The problem: The entries below hold a line with "pub mod view;" and a line with "pub use views::inventory::InventoryOverview;". Return those lines and all that lie between them, exactly and only.
[Supplied records Boundary: Start]
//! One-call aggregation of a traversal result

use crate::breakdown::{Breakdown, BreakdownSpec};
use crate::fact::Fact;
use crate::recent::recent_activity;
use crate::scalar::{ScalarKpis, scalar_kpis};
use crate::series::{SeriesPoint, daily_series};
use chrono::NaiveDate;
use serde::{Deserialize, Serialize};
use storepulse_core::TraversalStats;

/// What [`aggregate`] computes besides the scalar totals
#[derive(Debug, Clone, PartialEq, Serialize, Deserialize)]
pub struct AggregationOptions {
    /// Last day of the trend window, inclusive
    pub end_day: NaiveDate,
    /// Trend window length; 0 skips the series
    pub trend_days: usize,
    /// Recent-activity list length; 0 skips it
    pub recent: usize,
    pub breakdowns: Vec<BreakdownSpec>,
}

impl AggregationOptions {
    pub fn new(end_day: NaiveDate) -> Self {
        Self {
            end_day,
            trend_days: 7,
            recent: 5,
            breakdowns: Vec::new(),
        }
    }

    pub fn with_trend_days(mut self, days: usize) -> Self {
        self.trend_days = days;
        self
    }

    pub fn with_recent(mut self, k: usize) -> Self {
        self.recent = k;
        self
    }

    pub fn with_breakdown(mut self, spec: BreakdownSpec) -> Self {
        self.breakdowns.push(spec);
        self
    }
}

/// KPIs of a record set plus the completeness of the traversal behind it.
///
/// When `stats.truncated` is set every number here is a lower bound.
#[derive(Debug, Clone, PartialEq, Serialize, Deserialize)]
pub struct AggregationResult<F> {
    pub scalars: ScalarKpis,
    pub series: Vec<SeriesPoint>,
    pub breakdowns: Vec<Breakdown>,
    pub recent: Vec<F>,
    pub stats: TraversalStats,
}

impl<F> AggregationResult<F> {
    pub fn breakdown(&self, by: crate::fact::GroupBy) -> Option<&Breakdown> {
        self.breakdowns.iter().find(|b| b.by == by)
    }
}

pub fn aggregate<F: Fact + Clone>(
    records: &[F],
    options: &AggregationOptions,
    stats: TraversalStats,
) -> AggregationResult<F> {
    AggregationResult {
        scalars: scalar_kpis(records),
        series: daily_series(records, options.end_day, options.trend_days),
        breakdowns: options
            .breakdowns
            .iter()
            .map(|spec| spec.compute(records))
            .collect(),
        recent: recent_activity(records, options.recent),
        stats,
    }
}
[Supplied records Boundary: End]
[Supplied records Boundary: Start]
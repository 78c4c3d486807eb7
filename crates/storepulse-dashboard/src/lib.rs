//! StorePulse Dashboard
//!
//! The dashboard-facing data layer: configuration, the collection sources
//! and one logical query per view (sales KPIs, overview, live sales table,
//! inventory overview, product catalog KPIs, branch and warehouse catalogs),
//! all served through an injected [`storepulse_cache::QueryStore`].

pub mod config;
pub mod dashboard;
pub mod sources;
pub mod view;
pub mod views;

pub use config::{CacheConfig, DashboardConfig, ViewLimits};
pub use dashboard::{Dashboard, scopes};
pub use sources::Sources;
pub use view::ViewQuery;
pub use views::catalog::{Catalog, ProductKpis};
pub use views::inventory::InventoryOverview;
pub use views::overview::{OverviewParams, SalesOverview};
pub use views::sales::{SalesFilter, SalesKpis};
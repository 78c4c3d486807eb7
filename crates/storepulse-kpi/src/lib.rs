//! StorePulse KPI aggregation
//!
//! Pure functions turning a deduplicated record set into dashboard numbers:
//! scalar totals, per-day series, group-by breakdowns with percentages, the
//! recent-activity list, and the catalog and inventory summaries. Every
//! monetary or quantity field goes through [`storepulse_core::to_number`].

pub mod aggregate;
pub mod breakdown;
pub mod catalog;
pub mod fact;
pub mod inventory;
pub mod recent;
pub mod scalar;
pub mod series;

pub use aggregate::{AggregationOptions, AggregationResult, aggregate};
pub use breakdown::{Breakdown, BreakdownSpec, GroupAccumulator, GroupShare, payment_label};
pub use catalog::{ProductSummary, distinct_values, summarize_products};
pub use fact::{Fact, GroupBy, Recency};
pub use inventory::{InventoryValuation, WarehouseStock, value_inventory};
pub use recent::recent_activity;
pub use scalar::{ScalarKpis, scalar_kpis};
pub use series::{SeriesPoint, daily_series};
[Supplied records Boundary: End]
Expected answer:
pub mod view;
pub mod views;

pub use config::{CacheConfig, DashboardConfig, ViewLimits};
pub use dashboard::{Dashboard, scopes};
pub use sources::Sources;
pub use view::ViewQuery;
pub use views::catalog::{Catalog, ProductKpis};
pub use views::inventory::InventoryOverview;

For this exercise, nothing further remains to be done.